The neutron capture cross section $\sigma$ [${cm}^2$] is determined in the experiments based on the following equation:
\begin{equation}
\sigma = \frac{1}{nt}\frac{\epsilon_{\gamma}}{\epsilon_{n}}\frac{N_{\gamma}}{N_n},
\label{eq:11}
\end{equation}
where $n$ [atoms/cm${}^{3}$] is density of sample, $t$ [cm] is thickness of sample, $\epsilon_{\gamma}$ and $\epsilon_{n}$ are efficiencies of $\gamma$-rays and neutrons detectors, and $N_{\gamma,n}$ is the number of detected $\gamma$-rays or neutrons. $N_{\gamma,n}$ is measured using a $\gamma$-rays detector or a neutron flux monitor. The neutron capture cross section can be determined by measuring $N_{\gamma}$ and $N_{n}$. In the determination of capture cross section, the systematic uncertainty of final cross section is governed by the incident neutron energy spectrum.

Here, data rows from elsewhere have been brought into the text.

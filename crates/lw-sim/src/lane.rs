//! A single lane and the observers attached to it.

use lw_core::LaneId;
use lw_notify::LaneObservers;

/// One lane: a straight segment `[0, length]` in meters.
pub struct Lane {
    pub id:        LaneId,
    pub length:    f64,
    pub observers: LaneObservers,
}

impl Lane {
    pub fn new(id: LaneId, length: f64) -> Self {
        Self { id, length, observers: LaneObservers::new() }
    }

    /// `true` if `position` lies on the lane.
    #[inline]
    pub fn contains(&self, position: f64) -> bool {
        (0.0..=self.length).contains(&position)
    }
}
//! The `VehicleDevice` trait and the binding every device embeds.

use lw_core::{ObserverId, Vehicle, VehicleId};
use lw_notify::MoveObserver;

use crate::Holder;

/// Device id for a device of `kind` on the vehicle with string id `vehicle`.
///
/// Format: `<kind>_<vehicle id>`, e.g. `tripinfo_veh7`.
pub fn device_id(kind: &str, vehicle: &str) -> ObserverId {
    ObserverId::new(format!("{kind}_{vehicle}"))
}

/// A [`MoveObserver`] bound to exactly one vehicle for its whole life.
///
/// Devices follow their holder across lanes: they receive `on_enter` for
/// every lane the vehicle enters and `on_leave` for every lane it leaves.
pub trait VehicleDevice: MoveObserver {
    /// Short kind name, also the prefix of the device id.
    fn kind(&self) -> &'static str;

    fn holder(&self) -> &Holder;

    /// The holder's stable integer id.
    #[inline]
    fn numerical_id(&self) -> VehicleId {
        self.holder().numerical_id()
    }
}

/// Identity and holder of one device.  Concrete devices embed this and
/// forward `id()`, `kind()` and `holder()` to it.
#[derive(Debug, Clone, PartialEq, Eq)]
pub struct DeviceBinding {
    id:     ObserverId,
    kind:   &'static str,
    holder: Holder,
}

impl DeviceBinding {
    pub fn new(kind: &'static str, vehicle: &dyn Vehicle) -> Self {
        Self {
            id: device_id(kind, vehicle.id()),
            kind,
            holder: Holder::of(vehicle),
        }
    }

    #[inline]
    pub fn id(&self) -> &ObserverId {
        &self.id
    }

    #[inline]
    pub fn kind(&self) -> &'static str {
        self.kind
    }

    #[inline]
    pub fn holder(&self) -> &Holder {
        &self.holder
    }
}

In ANNRI experiments, the neutron energy spectrum can be determined by measuring 478 keV $\gamma$-rays from the ${}^{10}$B(n,$\alpha\gamma$)${}^{7}$Li reaction. Detected $\gamma$-ray counts are converted to the numbers of neutrons using the reaction rate of the ${}^{10}$B(N,$\alpha\gamma$)${}^{7}$Li reaction. The energy dependence of the reaction rate depends on the atomic area density of ${}^{10}$B in the boron sample because the neutron self-shielding factor increase with the ${}^{10}$B area density and also changes with the neutron energy. Thus, ${}^{10}$B atomic area dinsity is very important to determine the incident neutron energy spectrum.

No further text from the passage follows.